[SUPPLIED MATERIAL]:
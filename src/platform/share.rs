//! Plain-text share flow.
//!
//! Desktop Linux has no share sheet, so the chooser is a user-configured
//! command (`wl-copy`, `mail -s ...`, a rofi script) that receives the
//! text on stdin. With no command the text is printed to stdout.
//!
//! The chooser may stay open for as long as the user likes, so `share`
//! only spawns it. Feeding stdin and waiting for the exit happen on the
//! blocking pool, and a failed exit is reported as a notice afterwards.

use std::io::Write;
use std::process::{Child, Command, Stdio};
use std::sync::Arc;

use tracing::{debug, info, warn};

use super::{NotificationService, ShareRequest, ShareService};
use crate::config::ShareConfig;
use crate::error::PlatformError;
use crate::session::NOTICE_FETCH_FAILED;

pub struct CommandShare {
    command: Vec<String>,
    notifier: Arc<dyn NotificationService>,
}

impl CommandShare {
    pub fn new(config: &ShareConfig, notifier: Arc<dyn NotificationService>) -> Self {
        Self {
            command: config.command.clone(),
            notifier,
        }
    }

    /// Spawn the share command. Must be called within a tokio runtime.
    fn pipe_to_command(&self, program: &str, args: &[String], request: &ShareRequest) -> Result<(), PlatformError> {
        let child = Command::new(program)
            .args(args)
            .env("QUOTIFY_SHARE_TITLE", &request.title)
            .env("QUOTIFY_SHARE_MIME", &request.mime_type)
            .stdin(Stdio::piped())
            .spawn()
            .map_err(|e| PlatformError::new(format!("Failed to spawn {program}: {e}")))?;
        debug!("Spawned share command {program} (pid {})", child.id());

        let program = program.to_string();
        let text = request.text.clone();
        let notifier = self.notifier.clone();
        tokio::task::spawn_blocking(move || match feed_and_wait(child, &program, &text) {
            Ok(()) => info!("Shared quote via {program}"),
            Err(e) => {
                warn!("Share failed: {e}");
                notifier.notify(NOTICE_FETCH_FAILED);
            }
        });
        Ok(())
    }
}

fn feed_and_wait(mut child: Child, program: &str, text: &str) -> Result<(), PlatformError> {
    if let Some(mut stdin) = child.stdin.take() {
        let written = stdin.write_all(text.as_bytes());
        // The command only sees end of input once stdin is closed.
        drop(stdin);
        if let Err(e) = written {
            let _ = child.wait();
            return Err(PlatformError::new(format!("Failed to write to {program}: {e}")));
        }
    }

    let status = child
        .wait()
        .map_err(|e| PlatformError::new(format!("{program} failed: {e}")))?;
    if !status.success() {
        return Err(PlatformError::new(format!("{program} exited with {status}")));
    }
    Ok(())
}

impl ShareService for CommandShare {
    fn share(&mut self, request: &ShareRequest) -> Result<(), PlatformError> {
        debug!("Share '{}' ({})", request.title, request.mime_type);

        match self.command.split_first() {
            Some((program, args)) => self.pipe_to_command(program, args, request),
            None => {
                println!("{}:\n{}", request.title, request.text);
                Ok(())
            }
        }
    }
}

#[cfg(test)]
mod tests {
    use super::*;
    use std::sync::Mutex;
    use std::time::{Duration, Instant};

    #[derive(Default)]
    struct Notices(Mutex<Vec<String>>);

    impl NotificationService for Notices {
        fn notify(&self, message: &str) {
            self.0.lock().unwrap().push(message.to_string());
        }
    }

    fn request(text: &str) -> ShareRequest {
        ShareRequest {
            title: "Share Quote".into(),
            mime_type: "text/plain".into(),
            text: text.into(),
        }
    }

    fn shell_share(script: String, notices: &Arc<Notices>) -> CommandShare {
        CommandShare::new(
            &ShareConfig {
                command: vec!["sh".into(), "-c".into(), script],
            },
            notices.clone(),
        )
    }

    /// Poll until `done` holds, giving the reaper task time to run.
    async fn wait_for(mut done: impl FnMut() -> bool) -> bool {
        let deadline = Instant::now() + Duration::from_secs(5);
        while Instant::now() < deadline {
            if done() {
                return true;
            }
            tokio::time::sleep(Duration::from_millis(20)).await;
        }
        done()
    }

    #[tokio::test]
    async fn pipes_text_into_command() {
        let dir = tempfile::tempdir().unwrap();
        let out = dir.path().join("shared.txt");
        let done = dir.path().join("done");
        let notices = Arc::new(Notices::default());
        let mut share = shell_share(
            format!("cat > '{}'; touch '{}'", out.display(), done.display()),
            &notices,
        );

        share.share(&request("A - B")).unwrap();
        assert!(wait_for(|| done.exists()).await);
        assert_eq!(std::fs::read_to_string(&out).unwrap(), "A - B");
        assert!(notices.0.lock().unwrap().is_empty());
    }

    #[tokio::test]
    async fn long_running_command_does_not_block_caller() {
        let notices = Arc::new(Notices::default());
        let mut share = shell_share("cat > /dev/null; sleep 2".into(), &notices);

        let started = Instant::now();
        share.share(&request("A - B")).unwrap();
        assert!(started.elapsed() < Duration::from_secs(1));
    }

    #[tokio::test]
    async fn failing_command_is_reported_as_notice() {
        let notices = Arc::new(Notices::default());
        let mut share = shell_share("cat > /dev/null; exit 3".into(), &notices);

        share.share(&request("A - B")).unwrap();
        assert!(wait_for(|| !notices.0.lock().unwrap().is_empty()).await);
        assert_eq!(*notices.0.lock().unwrap(), vec![NOTICE_FETCH_FAILED.to_string()]);
    }

    #[tokio::test]
    async fn missing_program_fails_immediately() {
        let notices = Arc::new(Notices::default());
        let mut share = CommandShare::new(
            &ShareConfig {
                command: vec!["/nonexistent/quotify-share".into()],
            },
            notices.clone(),
        );
        assert!(share.share(&request("A - B")).is_err());
    }

    #[test]
    fn empty_command_prints() {
        let notices = Arc::new(Notices::default());
        let mut share = CommandShare::new(&ShareConfig::default(), notices);
        assert!(share.share(&request("A - B")).is_ok());
    }
}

[WHAT NEEDS TO BE DONE]: Return the lines exactly as they stand, please. Start at the top of the material and finish with the line where "use std::sync::Arc;" appears.

[ANSWER FOR THIS EXERCISE]:
filename src/platform/share.rs
//! Plain-text share flow.
//!
//! Desktop Linux has no share sheet, so the chooser is a user-configured
//! command (`wl-copy`, `mail -s ...`, a rofi script) that receives the
//! text on stdin. With no command the text is printed to stdout.
//!
//! The chooser may stay open for as long as the user likes, so `share`
//! only spawns it. Feeding stdin and waiting for the exit happen on the
//! blocking pool, and a failed exit is reported as a notice afterwards.

use std::io::Write;
use std::process::{Child, Command, Stdio};
use std::sync::Arc;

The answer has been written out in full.